One evening when Charles was listening to me, I began the same piece four times over, each time with much vexation, while he, not noticing any difference, cried–

the word “vexation” can be interpreted and questioned. When, in third person, Charles notes the vexation, there seems a real dramatic, ironic sense of her manipulation. However, when she uses the word, it doesn’t seem appropriate. Why is she noting the vexation? For effectiveness, she might have said “feigning vexation” or something like that, but probably would never have used it since it’s not something that might be thought of about one’s actions.

The line

“I did not fail to inform them

seems to take on a significance in Emma’s POV; it seems motivated and in line with Emma’s goal. From the narrator’s view, the veracity of tone is slightly different, and in Charles’s point of view there seems even a credibility issue as to how he might know this (although possible, it is not as likely). All again to note the impact of POV change at the foundation of fictional prose sentence and word usage.

The line

like the indefinable suicide of a part of myself.

changes in effect. From the narrator it imparts a certain impact. From Emma’s POV, it seems too intellectual to be a part of Emma’s ideation and therefore imparts credibility and author competency issues. From Charles’ POV, it takes on a certain tenderness and awareness that might change his character a little. No matter whether you agree with these interpretations, the important point is the changes POV makes in the effect of prose and in the interpretation of a word or phrase.

In the line

And thus it was she set about obtaining my permission to go to town once a week to see her lover. At the end of a month she was even considered to have made considerable progress.

has a pleasing irony for most readers, but the nature and the impact change when POV changes. In the narrator’s POV, is may raise a smile in the reader. In Emma’s point of view, the quality of the dramatic irony seems changed, and whether Emma would say this with ironic intent is doubtful, which evokes questioning the presence of the author (which would bring up another analysis of author intrusion and whether it is appropriate).
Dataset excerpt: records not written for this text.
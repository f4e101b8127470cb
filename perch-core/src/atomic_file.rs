//! Crash-safe file replacement: write to a temporary file, fsync, then
//! rename over the target.

use std::fs::{self, File};
use std::io::{self, Write};
use std::path::{Path, PathBuf};

/// A file being written that replaces `path` only on [`AtomicFile::commit`].
///
/// Dropping an uncommitted file removes the temporary copy and leaves the
/// target untouched.
#[derive(Debug)]
pub struct AtomicFile {
    path: PathBuf,
    tmp_path: PathBuf,
    backup_dir: Option<PathBuf>,
    file: Option<File>,
}

impl AtomicFile {
    /// Start writing a replacement for `path`. The temporary file lives in
    /// `tmp_dir` (or next to the target) and must be on the same
    /// filesystem for the rename to be atomic.
    pub fn create(path: &Path, tmp_dir: Option<&Path>, backup_dir: Option<&Path>) -> io::Result<Self> {
        let file_name = path
            .file_name()
            .ok_or_else(|| io::Error::new(io::ErrorKind::InvalidInput, "path has no file name"))?
            .to_string_lossy()
            .into_owned();
        let dir = match tmp_dir {
            Some(dir) => dir.to_path_buf(),
            None => path.parent().map(Path::to_path_buf).unwrap_or_default(),
        };
        if !dir.as_os_str().is_empty() {
            fs::create_dir_all(&dir)?;
        }
        let tmp_path = dir.join(format!(".{file_name}.{}.tmp", std::process::id()));
        let file = File::create(&tmp_path)?;
        Ok(Self {
            path: path.to_path_buf(),
            tmp_path,
            backup_dir: backup_dir.map(Path::to_path_buf),
            file: Some(file),
        })
    }

    /// Flush, fsync and rename over the target. If a backup directory was
    /// given, the previous version is copied there first.
    pub fn commit(mut self) -> io::Result<()> {
        let Some(mut file) = self.file.take() else {
            return Ok(());
        };
        file.flush()?;
        file.sync_all()?;
        drop(file);

        if let Some(backup_dir) = &self.backup_dir
            && self.path.exists()
        {
            fs::create_dir_all(backup_dir)?;
            let name = self
                .path
                .file_name()
                .map(|n| n.to_string_lossy().into_owned())
                .unwrap_or_default();
            let stamp = chrono::Utc::now().format("%Y%m%dT%H%M%S");
            fs::copy(&self.path, backup_dir.join(format!("{name}.{stamp}")))?;
        }
        if let Some(parent) = self.path.parent()
            && !parent.as_os_str().is_empty()
        {
            fs::create_dir_all(parent)?;
        }
        fs::rename(&self.tmp_path, &self.path)
    }

    /// Abandon the write.
    pub fn rollback(mut self) {
        self.discard();
    }

    fn discard(&mut self) {
        if self.file.take().is_some() {
            let _ = fs::remove_file(&self.tmp_path);
        }
    }
}

impl Write for AtomicFile {
    fn write(&mut self, buf: &[u8]) -> io::Result<usize> {
        match self.file.as_mut() {
            Some(f) => f.write(buf),
            None => Err(io::Error::other("atomic file already closed")),
        }
    }

    fn flush(&mut self) -> io::Result<()> {
        match self.file.as_mut() {
            Some(f) => f.flush(),
            None => Ok(()),
        }
    }
}

impl Drop for AtomicFile {
    fn drop(&mut self) {
        self.discard();
    }
}

/// Replace `path` with `contents` atomically.
pub fn write_atomic(
    path: &Path,
    contents: &[u8],
    tmp_dir: Option<&Path>,
    backup_dir: Option<&Path>,
) -> io::Result<()> {
    let mut file = AtomicFile::create(path, tmp_dir, backup_dir)?;
    file.write_all(contents)?;
    file.commit()
}

#[cfg(test)]
mod tests {
    use super::*;

    #[test]
    fn commit_replaces_target() {
        let dir = tempfile::tempdir().unwrap();
        let path = dir.path().join("users.conf");
        fs::write(&path, "old").unwrap();
        write_atomic(&path, b"new", None, None).unwrap();
        assert_eq!(fs::read_to_string(&path).unwrap(), "new");
        let leftovers: Vec<_> = fs::read_dir(dir.path()).unwrap().collect();
        assert_eq!(leftovers.len(), 1);
    }

    #[test]
    fn drop_without_commit_keeps_original() {
        let dir = tempfile::tempdir().unwrap();
        let path = dir.path().join("users.conf");
        fs::write(&path, "old").unwrap();
        {
            let mut f = AtomicFile::create(&path, None, None).unwrap();
            f.write_all(b"half-written").unwrap();
        }
        assert_eq!(fs::read_to_string(&path).unwrap(), "old");
        assert_eq!(fs::read_dir(dir.path()).unwrap().count(), 1);
    }

    #[test]
    fn backup_copies_previous_version() {
        let dir = tempfile::tempdir().unwrap();
        let path = dir.path().join("conf").join("perch.conf");
        let tmp = dir.path().join("tmp");
        let backup = dir.path().join("backup");
        write_atomic(&path, b"v1", Some(&tmp), Some(&backup)).unwrap();
        write_atomic(&path, b"v2", Some(&tmp), Some(&backup)).unwrap();
        assert_eq!(fs::read_to_string(&path).unwrap(), "v2");
        let backups: Vec<_> = fs::read_dir(&backup).unwrap().flatten().collect();
        assert_eq!(backups.len(), 1);
        assert_eq!(fs::read_to_string(backups[0].path()).unwrap(), "v1");
    }
}
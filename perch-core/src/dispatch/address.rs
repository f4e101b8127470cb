//! Deciding whether a message is addressed to the bot.

use crate::config::Registry;
use crate::ident;
use crate::msgs;
use crate::state::NetworkState;

/// The command text of `text` sent to `target`, or `None` when the bot
/// is not being addressed.
///
/// Private messages are always addressed. In channels, the text must
/// start with one of `replies.whenAddressedBy.chars`, one of the
/// `replies.whenAddressedBy.strings`, or the bot's nick followed by
/// `:`, `,`, `;` or a space.
pub fn addressed(text: &str, target: &str, net: &NetworkState, registry: &Registry) -> Option<String> {
    if msgs::is_ctcp(text) {
        return None;
    }
    let network = Some(net.network.as_str());
    let channel = ident::strip_statusmsg(target, &net.isupport.statusmsg);
    let private = !net.is_channel(target);
    let scope_channel = if private { None } else { Some(channel) };

    let chars = registry.string("replies.whenAddressedBy.chars", network, scope_channel);
    let strings = registry.set_of("replies.whenAddressedBy.strings", network, scope_channel);
    let by_nick = registry.bool("replies.whenAddressedBy.nick", network, scope_channel);

    let stripped = strip_nick(text, net)
        .filter(|_| by_nick || private)
        .or_else(|| {
            let first = text.chars().next()?;
            chars
                .contains(first)
                .then(|| &text[first.len_utf8()..])
        })
        .or_else(|| {
            strings
                .iter()
                .filter(|s| !s.is_empty())
                .find_map(|s| text.strip_prefix(s.as_str()))
        });

    let command = match stripped {
        Some(rest) => rest,
        None if private => text,
        None => return None,
    };
    let command = command.trim();
    (!command.is_empty()).then(|| command.to_string())
}

fn strip_nick<'a>(text: &'a str, net: &NetworkState) -> Option<&'a str> {
    let nick_len = net.nick.len();
    if text.len() <= nick_len || !text.is_char_boundary(nick_len) {
        return None;
    }
    let (head, rest) = text.split_at(nick_len);
    if !net.is_me(head) {
        return None;
    }
    let mut chars = rest.chars();
    match chars.next()? {
        ':' | ',' | ';' => Some(chars.as_str()),
        c if c.is_whitespace() => Some(rest),
        _ => None,
    }
}

#[cfg(test)]
mod tests {
    use super::*;
    use crate::config::Scope;

    fn net() -> NetworkState {
        NetworkState::new("testnet", "perch", 10)
    }

    #[test]
    fn nick_addressing_in_channels() {
        let r = Registry::with_core();
        let net = net();
        assert_eq!(addressed("perch: echo hi", "#c", &net, &r).as_deref(), Some("echo hi"));
        assert_eq!(addressed("PERCH, echo hi", "#c", &net, &r).as_deref(), Some("echo hi"));
        assert_eq!(addressed("perch echo", "#c", &net, &r).as_deref(), Some("echo"));
        assert_eq!(addressed("perchy: echo", "#c", &net, &r), None);
        assert_eq!(addressed("hello perch", "#c", &net, &r), None);
        assert_eq!(addressed("perch:", "#c", &net, &r), None);
    }

    #[test]
    fn prefix_chars_and_strings() {
        let r = Registry::with_core();
        r.set("replies.whenAddressedBy.chars", &Scope::channel("#c"), "!@").unwrap();
        r.set("replies.whenAddressedBy.strings", &Scope::global(), "perch->").unwrap();
        let mut net = net();
        net.isupport.statusmsg = "@+".into();
        assert_eq!(addressed("!echo hi", "#c", &net, &r).as_deref(), Some("echo hi"));
        assert_eq!(addressed("!echo hi", "#d", &net, &r), None);
        assert_eq!(addressed("perch-> echo", "#d", &net, &r).as_deref(), Some("echo"));
        assert_eq!(addressed("!echo", "@#c", &net, &r).as_deref(), Some("echo"));
    }

    #[test]
    fn private_messages_are_always_addressed() {
        let r = Registry::with_core();
        r.set("replies.whenAddressedBy.chars", &Scope::global(), "!").unwrap();
        let net = net();
        assert_eq!(addressed("echo hi", "perch", &net, &r).as_deref(), Some("echo hi"));
        assert_eq!(addressed("!echo hi", "perch", &net, &r).as_deref(), Some("echo hi"));
        assert_eq!(addressed("\x01VERSION\x01", "perch", &net, &r), None);
    }
}
//! Identity and access database.
//!
//! Four stores, each persisted to its own plain-text file with an
//! atomic replace on every mutation:
//! - [`UsersDb`]: accounts, hostmasks, capabilities, passwords, sessions
//! - [`ChannelsDb`]: per-channel capabilities, lobotomy, bans and ignores
//! - [`NetworksDb`]: STS policies and last-disconnect times
//! - [`IgnoresDb`]: global ignores plus the temporary flood ignores
//!
//! Records are referenced by stable integer id (users) or folded name
//! (channels, networks); nothing holds a pointer into another store.

pub mod capability;
pub mod channel;
pub mod ignores;
pub mod network;
pub mod record;
pub mod user;

use std::path::{Path, PathBuf};

pub use channel::{ChannelRecord, ChannelsDb};
pub use ignores::IgnoresDb;
pub use network::{NetworkRecord, NetworksDb, StsPolicy};
pub use user::{Password, User, UsersDb};

use record::Record;

#[derive(Debug, thiserror::Error)]
pub enum DbError {
    #[error("no such user: {0}")]
    NoSuchUser(String),
    #[error("hostmask {hostmask} is already claimed by user {owner}")]
    DuplicateHostmask { hostmask: String, owner: String },
    #[error("password mismatch")]
    PasswordMismatch,
    #[error("a user named {0} already exists")]
    DuplicateName(String),
    /// Neither the user nor the channel decides the capability; the caller
    /// falls back to configured defaults.
    #[error("capability {0} is unresolved")]
    Unresolved(String),
    #[error("{path}: {reason}")]
    Parse { path: String, reason: String },
    #[error("database I/O error: {0}")]
    Io(#[from] std::io::Error),
}

/// Where a store lives on disk. A store without a path is memory-only.
#[derive(Debug, Clone, Default)]
pub struct Store {
    path: Option<PathBuf>,
    tmp_dir: Option<PathBuf>,
    backup_dir: Option<PathBuf>,
}

impl Store {
    pub fn memory() -> Self {
        Self::default()
    }

    pub fn file(path: &Path, tmp_dir: Option<&Path>, backup_dir: Option<&Path>) -> Self {
        Self {
            path: Some(path.to_path_buf()),
            tmp_dir: tmp_dir.map(Path::to_path_buf),
            backup_dir: backup_dir.map(Path::to_path_buf),
        }
    }

    pub fn path(&self) -> Option<&Path> {
        self.path.as_deref()
    }

    /// Records currently on disk; a missing file is an empty store.
    fn read(&self) -> Result<Vec<Record>, DbError> {
        let Some(path) = &self.path else {
            return Ok(Vec::new());
        };
        let text = match std::fs::read_to_string(path) {
            Ok(text) => text,
            Err(e) if e.kind() == std::io::ErrorKind::NotFound => return Ok(Vec::new()),
            Err(e) => return Err(e.into()),
        };
        record::parse(&text).map_err(|e| DbError::Parse {
            path: path.display().to_string(),
            reason: e.to_string(),
        })
    }

    /// Replace the file with `text`. Callers render under their lock and
    /// write after releasing it.
    fn write(&self, text: &str) -> Result<(), DbError> {
        let Some(path) = &self.path else {
            return Ok(());
        };
        crate::atomic_file::write_atomic(
            path,
            text.as_bytes(),
            self.tmp_dir.as_deref(),
            self.backup_dir.as_deref(),
        )?;
        tracing::debug!(path = %path.display(), "Database flushed");
        Ok(())
    }
}

/// Resolve `capability` for the user named or matched by `identifier`.
///
/// Returns `Ok(true)` when granted, `Ok(false)` when an anti-capability
/// wins, and [`DbError::Unresolved`] when nothing decides; unknown users
/// are resolved against the channel alone.
pub fn check_capability(
    users: &UsersDb,
    channels: &ChannelsDb,
    identifier: &str,
    capability: &str,
) -> Result<bool, DbError> {
    let user = match users.get_user(identifier) {
        Ok(user) => Some(user),
        Err(DbError::NoSuchUser(_)) => None,
        Err(e) => return Err(e),
    };
    let channel = ident_channel(capability).and_then(|chan| channels.get(chan));
    capability::resolve(user.as_ref(), channel.as_ref(), capability)
        .ok_or_else(|| DbError::Unresolved(capability.to_string()))
}

fn ident_channel(capability: &str) -> Option<&str> {
    crate::ident::from_channel_capability(capability).map(|(chan, _)| chan)
}

#[cfg(test)]
mod tests {
    use super::*;
    use crate::clock::Clock;

    #[test]
    fn unknown_users_resolve_through_the_channel() {
        let users = UsersDb::in_memory(Clock::manual(0.0));
        let channels = ChannelsDb::in_memory();
        let hostmask = "stranger!s@example.org";
        assert!(matches!(
            check_capability(&users, &channels, hostmask, "#perch,voice"),
            Err(DbError::Unresolved(_))
        ));

        channels
            .update("#perch", |c| {
                c.add_capability("-voice");
            })
            .unwrap();
        assert!(!check_capability(&users, &channels, hostmask, "#perch,voice").unwrap());
        assert!(check_capability(&users, &channels, hostmask, "#perch,topic").unwrap());
    }

    #[test]
    fn memory_store_reads_empty() {
        assert!(Store::memory().read().unwrap().is_empty());
        Store::memory().write("ignored").unwrap();
    }

    #[test]
    fn missing_file_is_empty_store() {
        let dir = tempfile::tempdir().unwrap();
        let store = Store::file(&dir.path().join("users.conf"), None, None);
        assert!(store.read().unwrap().is_empty());
    }
}
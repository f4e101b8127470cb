//! The I/O side of a network connection.
//!
//! [`run`] owns one network: it connects (rotating through the configured
//! servers, honoring cached STS policies), pumps lines between the socket
//! and the [`Session`], paces output through a token bucket, runs jobs on
//! the worker pool, keeps the link alive with PINGs and reconnects with
//! exponential backoff when the link drops.

pub mod labels;
pub mod sasl;
pub mod sts;
pub mod throttle;
pub mod tls;

use std::sync::Arc;
use std::time::Duration;

use anyhow::{Context as _, Result};
use tokio::io::{AsyncBufRead, AsyncBufReadExt, AsyncReadExt, AsyncWrite, AsyncWriteExt, BufReader};
use tokio::sync::watch;
use tokio::task::JoinSet;
use tokio::time::{Instant, MissedTickBehavior};

use crate::config::ServerAddr;
use crate::message::Message;
use crate::msgs;
use crate::session::{Request, Session};
use crate::worker::JobResult;

use throttle::{Backoff, TokenBucket};
use tls::Stream;

const CONNECT_TIMEOUT: Duration = Duration::from_secs(30);

/// A connection that lasted this long resets the reconnect backoff.
const STABLE_AFTER: Duration = Duration::from_secs(60);

#[derive(Debug, thiserror::Error)]
pub enum DriverError {
    #[error("connection lost: {0}")]
    ConnectionLost(String),
    #[error("TLS error: {0}")]
    Tls(String),
    #[error("no servers configured for {0}")]
    NoServers(String),
}

// ── Shutdown signal ──

/// Bot-wide shutdown flag carrying the quit reason.
#[derive(Debug, Clone)]
pub struct Shutdown {
    tx: Arc<watch::Sender<Option<String>>>,
}

impl Default for Shutdown {
    fn default() -> Self {
        Self::new()
    }
}

impl Shutdown {
    pub fn new() -> Self {
        let (tx, _) = watch::channel(None);
        Self { tx: Arc::new(tx) }
    }

    /// Start shutting down. The first reason wins.
    pub fn trigger(&self, reason: &str) {
        self.tx.send_if_modified(|current| {
            if current.is_some() {
                return false;
            }
            *current = Some(reason.to_string());
            true
        });
    }

    pub fn reason(&self) -> Option<String> {
        self.tx.borrow().clone()
    }

    pub fn is_triggered(&self) -> bool {
        self.tx.borrow().is_some()
    }

    pub fn subscribe(&self) -> watch::Receiver<Option<String>> {
        self.tx.subscribe()
    }
}

/// How one connection ended.
#[derive(Debug, Clone, PartialEq)]
enum Exit {
    Shutdown,
    Reconnect { tls: bool, port: u16 },
    Lost(String),
}

/// Tag section plus message body, each at its IRCv3 maximum.
const MAX_LINE_BYTES: usize = 8191 + 512;

/// Ceiling for any delay read from configuration.
const MAX_DELAY: Duration = Duration::from_secs(365 * 24 * 3600);

/// Seconds from configuration as a timer-safe duration.
fn delay(secs: f64) -> Duration {
    match Duration::try_from_secs_f64(secs) {
        Ok(d) => d.min(MAX_DELAY),
        Err(_) if secs > 0.0 => MAX_DELAY,
        Err(_) => Duration::ZERO,
    }
}

// ── Supervisor loop ──

/// Keep `session`'s network connected until shutdown.
pub async fn run(mut session: Session, shutdown: Shutdown) -> Result<()> {
    let settings = session.settings().clone();
    let network = settings.name.clone();
    if settings.servers.is_empty() {
        return Err(DriverError::NoServers(network).into());
    }
    let ctx = session.context().clone();
    let registry = ctx.registry.clone();
    let secs = |key: &str| delay(registry.float(key, Some(&network), None));
    let mut backoff = Backoff::new(
        secs("protocols.irc.reconnect.initialDelay"),
        secs("protocols.irc.reconnect.maximumDelay"),
    );
    let mut shutdown_rx = shutdown.subscribe();
    let mut next_server = 0usize;
    let mut upgrade: Option<(bool, u16)> = None;

    while !shutdown.is_triggered() {
        let configured = &settings.servers[next_server % settings.servers.len()];
        let (mut server, mut tls) = match upgrade.take() {
            Some((tls, port)) => (ServerAddr { host: configured.host.clone(), port }, tls),
            None => (configured.clone(), settings.tls),
        };
        match sts::effective(&ctx.networks, &network, &server, tls, ctx.now()) {
            Ok((addr, secure)) => (server, tls) = (addr, secure),
            Err(e) => tracing::warn!(%network, error = %e, "Could not read STS policy"),
        }

        tracing::info!(%network, %server, tls, "Connecting");
        let started = Instant::now();
        let connecting = tokio::time::timeout(
            CONNECT_TIMEOUT,
            tls::connect(&server, tls, settings.tls_insecure, settings.certfile.as_deref()),
        );
        let exit = tokio::select! {
            connected = connecting => match connected {
                Ok(Ok(stream)) => serve_stream(&mut session, stream, &server, tls, &shutdown).await,
                Ok(Err(e)) => Err(e.into()),
                Err(_) => Err(anyhow::anyhow!("connecting to {server} timed out")),
            },
            _ = wait_for(&mut shutdown_rx) => Ok(Exit::Shutdown),
        };
        let reason = match exit {
            Ok(Exit::Shutdown) => break,
            Ok(Exit::Reconnect { tls, port }) => {
                upgrade = Some((tls, port));
                continue;
            }
            Ok(Exit::Lost(reason)) => reason,
            Err(e) => format!("{e:#}"),
        };
        tracing::warn!(%network, %server, %reason, "Connection ended");

        if started.elapsed() >= STABLE_AFTER {
            backoff.reset();
        }
        next_server += 1;
        let delay = backoff.next_delay();
        tracing::info!(%network, delay_secs = delay.as_secs_f64(), "Reconnecting after delay");
        tokio::select! {
            _ = tokio::time::sleep(delay) => {}
            _ = wait_for(&mut shutdown_rx) => break,
        }
    }
    tracing::info!(%network, "Driver stopped");
    Ok(())
}

async fn wait_for(rx: &mut watch::Receiver<Option<String>>) {
    // The sender lives as long as any Shutdown handle; an error means
    // nobody can trigger it any more.
    if rx.wait_for(Option::is_some).await.is_err() {
        std::future::pending::<()>().await;
    }
}

/// Run one established connection, always leaving the session disconnected.
async fn serve_stream(session: &mut Session, stream: Stream, server: &ServerAddr, tls: bool, shutdown: &Shutdown) -> Result<Exit> {
    session.on_connected(server, tls);
    let result = match stream {
        Stream::Plain(tcp) => {
            let (reader, writer) = tokio::io::split(tcp);
            serve(session, BufReader::new(reader), writer, shutdown).await
        }
        Stream::Tls(tls) => {
            let (reader, writer) = tokio::io::split(*tls);
            serve(session, BufReader::new(reader), writer, shutdown).await
        }
    };
    let reason = match &result {
        Ok(Exit::Lost(reason)) => reason.clone(),
        Ok(Exit::Shutdown) => "shutdown".to_string(),
        Ok(Exit::Reconnect { .. }) => "reconnect requested".to_string(),
        Err(e) => format!("{e:#}"),
    };
    session.on_disconnect(&reason);
    result
}

// ── Connection loop ──

async fn serve<R, W>(session: &mut Session, mut reader: R, mut writer: W, shutdown: &Shutdown) -> Result<Exit>
where
    R: AsyncBufRead + Unpin,
    W: AsyncWrite + Unpin,
{
    let ctx = session.context().clone();
    let registry = ctx.registry.clone();
    let network = session.network().to_string();
    let net = Some(network.as_str());

    let throttle = || {
        let burst = registry.int("protocols.irc.throttleBurst", net, None).clamp(1, u32::MAX as i64) as u32;
        (burst, registry.float("protocols.irc.throttleTime", net, None))
    };
    let (burst, refill) = throttle();
    let mut bucket = TokenBucket::new(burst, refill, ctx.now());

    let ping_enabled = registry.bool("protocols.irc.ping", net, None);
    let ping_interval = delay(registry.int("protocols.irc.ping.interval", net, None).max(1) as f64);
    let mut ping_deadline = Instant::now() + ping_interval;
    let mut awaiting_pong = false;

    let mut shutdown_rx = shutdown.subscribe();
    let mut quit_deadline: Option<Instant> = None;
    let mut jobs: JoinSet<JobResult> = JoinSet::new();
    let mut ticker = tokio::time::interval(Duration::from_secs(1));
    ticker.set_missed_tick_behavior(MissedTickBehavior::Skip);
    let mut line: Vec<u8> = Vec::with_capacity(512);
    let mut discarding = false;

    loop {
        if quit_deadline.is_none()
            && let Some(reason) = shutdown.reason()
        {
            let reason = if reason.is_empty() { registry.string("protocols.irc.quitMessage", net, None) } else { reason };
            session.quit(&reason);
            let grace = registry.float("protocols.irc.shutdownTimeout", None, None);
            quit_deadline = Some(Instant::now() + delay(grace));
        }

        write_pending(session, &mut writer, &mut bucket, &network).await?;
        if quit_deadline.is_some() && !session.has_outbound() {
            return Ok(Exit::Shutdown);
        }

        for job in session.take_jobs() {
            let workers = ctx.workers.clone();
            tracing::debug!(%network, job = job.id, "Starting job");
            jobs.spawn(async move { workers.execute(job).await });
        }
        for request in session.take_requests() {
            match request {
                Request::Reconnect { tls, port, reason } => {
                    tracing::info!(%network, port, tls, %reason, "Reconnecting on request");
                    return Ok(Exit::Reconnect { tls, port });
                }
                Request::Shutdown(reason) => shutdown.trigger(&reason),
            }
        }
        if shutdown.is_triggered() && quit_deadline.is_none() {
            continue;
        }

        let throttled = session.has_outbound();
        let wait = delay(bucket.wait(ctx.now()));
        let mut limited = (&mut reader).take((MAX_LINE_BYTES - line.len()) as u64);

        tokio::select! {
            read = limited.read_until(b'\n', &mut line) => {
                let n = read.context("read from server failed")?;
                if n == 0 {
                    if quit_deadline.is_some() {
                        return Ok(Exit::Shutdown);
                    }
                    return Ok(Exit::Lost("connection closed by server".into()));
                }
                ping_deadline = Instant::now() + ping_interval;
                awaiting_pong = false;
                if line.ends_with(b"\n") {
                    if !discarding {
                        let text = String::from_utf8_lossy(&line);
                        let text = text.trim_end_matches(['\r', '\n']);
                        if !text.is_empty() {
                            tracing::debug!(%network, "<< {text}");
                            session.feed_line(text);
                        }
                    }
                    discarding = false;
                    line.clear();
                } else if line.len() >= MAX_LINE_BYTES {
                    if !discarding {
                        tracing::warn!(%network, limit = MAX_LINE_BYTES, "Dropping overlong line from server");
                    }
                    discarding = true;
                    line.clear();
                }
            }
            Some(joined) = jobs.join_next(), if !jobs.is_empty() => match joined {
                Ok(result) => session.deliver_job(result),
                Err(e) => tracing::error!(%network, error = %e, "Job task failed"),
            },
            _ = tokio::time::sleep(wait), if throttled => {}
            _ = ticker.tick() => {
                let (burst, refill) = throttle();
                bucket.reconfigure(burst, refill);
                session.tick(ctx.now());
            }
            _ = tokio::time::sleep_until(ping_deadline), if ping_enabled && quit_deadline.is_none() => {
                if awaiting_pong {
                    return Ok(Exit::Lost("ping timeout".into()));
                }
                write_message(&mut writer, &network, &msgs::ping(&network)).await?;
                writer.flush().await?;
                awaiting_pong = true;
                ping_deadline = Instant::now() + ping_interval;
            }
            _ = shutdown_rx.changed(), if quit_deadline.is_none() => {}
            _ = sleep_until_opt(quit_deadline) => {
                tracing::warn!(%network, dropped = session.drain_outbound().len(), "Shutdown timeout, closing with output pending");
                return Ok(Exit::Shutdown);
            }
        }
    }
}

async fn sleep_until_opt(deadline: Option<Instant>) {
    match deadline {
        Some(at) => tokio::time::sleep_until(at).await,
        None => std::future::pending().await,
    }
}

/// Priority messages go out at once; the rest as the bucket allows.
async fn write_pending<W>(session: &mut Session, writer: &mut W, bucket: &mut TokenBucket, network: &str) -> Result<()>
where
    W: AsyncWrite + Unpin,
{
    let now = session.context().now();
    let mut wrote = false;
    while let Some(msg) = session.pop_priority() {
        write_message(writer, network, &msg).await?;
        wrote = true;
    }
    while session.has_outbound() && bucket.try_take(now) {
        let Some(msg) = session.pop_outbound() else { break };
        write_message(writer, network, &msg).await?;
        wrote = true;
    }
    if wrote {
        writer.flush().await.context("flush to server failed")?;
    }
    Ok(())
}

async fn write_message<W>(writer: &mut W, network: &str, msg: &Message) -> Result<()>
where
    W: AsyncWrite + Unpin,
{
    tracing::debug!(%network, ">> {}", redacted(msg));
    let mut line = msg.to_string();
    line.push_str("\r\n");
    writer.write_all(line.as_bytes()).await.context("write to server failed")?;
    Ok(())
}

/// The line as it may appear in logs: no passwords or SASL payloads.
fn redacted(msg: &Message) -> String {
    match msg.command.as_str() {
        "PASS" => "PASS <hidden>".into(),
        "AUTHENTICATE" if msg.param(0).is_some_and(|p| !matches!(p, "PLAIN" | "EXTERNAL" | "+" | "*")) => {
            "AUTHENTICATE <hidden>".into()
        }
        "REGISTER" => format!("REGISTER {} <hidden>", msg.param(0).unwrap_or_default()),
        _ => msg.to_string(),
    }
}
Depending on Charles’s awareness, the irony can take on significant dramatic impact for the reader.

In the line

But when she passed by it (when I was there)

demonstrates how the first-person POV prevents a broad view of the world and limits the worldview to only the I-character and generates considerable problems with distance from the action (must be within the purview of the senses) and credibility (how accurately is this character transmitting information? is it reliable?) and if not accurate, is the author inappropriately manipulating information through the character to force reader responses? Such irritations will accumulate over time and often cause the reader to abandon the story.

Excellent work, and I hope time well spent.